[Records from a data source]
——————
impl Ledger {
    /// Rebuilds the ledger from its persisted slices.
    pub fn from_parts(
        open: bool,
        current: Vec<Sale>,
        history: Vec<Sale>,
        closings: ClosingCalendar,
    ) -> Self {
        Ledger {
            open,
            current,
            history,
            closings,
        }
    }

    /// Whether sales can currently be registered.
    #[inline]
    pub fn is_open(&self) -> bool {
        self.open
    }

    /// Opens the register. Idempotent: opening an open register is a no-op.
    pub fn open_register(&mut self) {
        self.open = true;
    }

    /// Registers a sale into the current session.
    ///
    /// The amount is computed here, once: each line resolves against the
    /// combined catalog at call time, and line items whose id no longer
    /// resolves contribute zero, silently. The resulting amount is a
    /// snapshot; later catalog edits never change it.
    ///
    /// ## Errors
    /// - [`CoreError::RegisterClosed`] while the register is closed
    /// - Validation failure on an empty employee id, an empty line list, or
    ///   a quantity below 1
    pub fn register_sale(
        &mut self,
        draft: SaleDraft,
        catalog: &Catalog,
        id: String,
        timestamp: DateTime<Utc>,
    ) -> CoreResult<Sale> {
        if !self.open {
            return Err(CoreError::RegisterClosed);
        }

        if draft.employee_id.trim().is_empty() {
            return Err(ValidationError::Required {
                field: "employee".to_string(),
            }
            .into());
        }
        if draft.lines.is_empty() {
            return Err(ValidationError::Required {
                field: "items".to_string(),
            }
            .into());
        }
        for line in &draft.lines {
            validate_quantity(line.quantity)?;
        }

        let amount: Money = draft
            .lines
            .iter()
            .map(|line| {
                catalog
                    .lookup(&line.item_id)
                    .map(|item| item.price().multiply_quantity(line.quantity))
                    .unwrap_or_else(Money::zero)
            })
            .sum();

        let sale = Sale {
            id,
            timestamp,
            employee_id: draft.employee_id,
            lines: draft.lines,
            amount_cents: amount.cents(),
            payment_method: draft.payment_method,
            notes: draft.notes,
        };

        self.current.push(sale.clone());
        Ok(sale)
    }

    /// The running session total: sum of current-session sale amounts.
    pub fn session_total(&self) -> Money {
        self.current.iter().map(Sale::amount).sum()
    }

    /// Removes a sale from the current session by id.
    ///
    /// Idempotent no-op when the id is not in the current session. The
    /// historical list and the closing calendar are never touched here:
    /// an unarchived sale was never booked into any closing.
    pub fn delete_sale(&mut self, id: &str) {
        self.current.retain(|s| s.id != id);
    }

    /// Closes the register, archiving the session.
    ///
    /// `today` is the business's local calendar day supplied by the caller
    /// (the core never reads the clock).
    ///
    /// ## Errors
    /// [`CoreError::RegisterAlreadyClosed`] when the register is not open;
    /// nothing is mutated in that case.
    pub fn close_register(&mut self, today: NaiveDate) -> CoreResult<ClosingSummary> {
        if !self.open {
            return Err(CoreError::RegisterAlreadyClosed);
        }

        let total = self.session_total();
        let sales_archived = self.current.len();

        // Archive: move the whole session, order preserved, appended at the
        // end of the history. `append` also clears `current`.
        self.history.append(&mut self.current);

        if !total.is_zero() {
            self.closings.increment(today, total);
        }

        self.open = false;

        Ok(ClosingSummary {
            date: today,
            sales_archived,
            total_cents: total.cents(),
        })
    }

    /// Removes one sale from the historical ledger by id.
    ///
    /// When found, the closing entry for the sale's local calendar day is
    /// decremented by the sale's amount, floored at zero; a day without an
    /// entry skips the decrement silently. Unknown ids are a no-op.
    ///
    /// Admin gating lives with the caller: this method is the underlying
    /// operation, invoked only after the gate verified a candidate code.
    pub fn delete_history_sale(&mut self, id: &str) -> Option<Sale> {
        let index = self.history.iter().position(|s| s.id == id)?;
        let sale = self.history.remove(index);
        self.closings.decrement(sale.local_date(), sale.amount());
        Some(sale)
    }

    /// Clears the closing calendar AND the historical ledger, together.
    ///
    /// These two collections are reset as one administrative action, never
    /// independently: a calendar without its history (or vice versa) would
    /// be permanently inconsistent.
    pub fn reset_monthly_ledger(&mut self) {
        self.history.clear();
        self.closings.reset();
    }

    /// Reports whether any sale, current or historical, references the
    /// employee.
    ///
    /// The core never blocks employee deletion; front ends use this to ask
    /// for confirmation before removing a referenced employee.
    pub fn employee_usage(&self, employee_id: &str) -> EmployeeUsage {
        EmployeeUsage {
            in_current: self.current.iter().any(|s| s.employee_id == employee_id),
            in_history: self.history.iter().any(|s| s.employee_id == employee_id),
        }
    }

    /// The current-session sales, in registration order.
    pub fn current_sales(&self) -> &[Sale] {
        &self.current
    }

    /// The historical ledger, in archive order.
    pub fn history(&self) -> &[Sale] {
        &self.history
    }

    /// The daily-closing calendar.
    pub fn closings(&self) -> &ClosingCalendar {
        &self.closings
    }
}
——————
◆ **Required action**:
Search the data above for the word "cents" and count the lines where it appears. Only the number should be given.

◆ **Answer box**:
2